=== DATA RECORDS ===
* * *
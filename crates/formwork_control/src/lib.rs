//! The control tree of the Formwork form processor
//!
//! A form is a tree of named controls declared once and traversed on every
//! request. [`LeafControl`] holds a single value; [`CompoundControl`] holds
//! an ordered sequence of children, and that order is significant: it is
//! both rendering order and processing order, so a later sibling may depend
//! on an earlier sibling's already-loaded value.
//!
//! The tree owns no pass logic beyond driving the walkers and aggregating
//! children's results. Extension points are capability traits with
//! closure-backed adapters: [`Validate`] and [`ValidateGroup`] for the
//! validation pass, [`Clean`] for reshaping a branch's raw input, and
//! [`Format`] for whitelisting/normalizing a leaf's submitted value.

mod compound;
mod control;
mod leaf;
mod traits;

pub use compound::CompoundControl;
pub use control::Control;
pub use leaf::LeafControl;
pub use traits::{Clean, Format, Validate, ValidateGroup};

#[cfg(test)]
mod tests;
* * *
=== WORK INSTRUCTION ===
Whatever appears in the data above is to be set down exactly.

=== RESULT OF THIS TASK ===
filename crates/formwork_control/src/lib.rs
//! The control tree of the Formwork form processor
//!
//! A form is a tree of named controls declared once and traversed on every
//! request. [`LeafControl`] holds a single value; [`CompoundControl`] holds
//! an ordered sequence of children, and that order is significant: it is
//! both rendering order and processing order, so a later sibling may depend
//! on an earlier sibling's already-loaded value.
//!
//! The tree owns no pass logic beyond driving the walkers and aggregating
//! children's results. Extension points are capability traits with
//! closure-backed adapters: [`Validate`] and [`ValidateGroup`] for the
//! validation pass, [`Clean`] for reshaping a branch's raw input, and
//! [`Format`] for whitelisting/normalizing a leaf's submitted value.

mod compound;
mod control;
mod leaf;
mod traits;

pub use compound::CompoundControl;
pub use control::Control;
pub use leaf::LeafControl;
pub use traits::{Clean, Format, Validate, ValidateGroup};

#[cfg(test)]
mod tests;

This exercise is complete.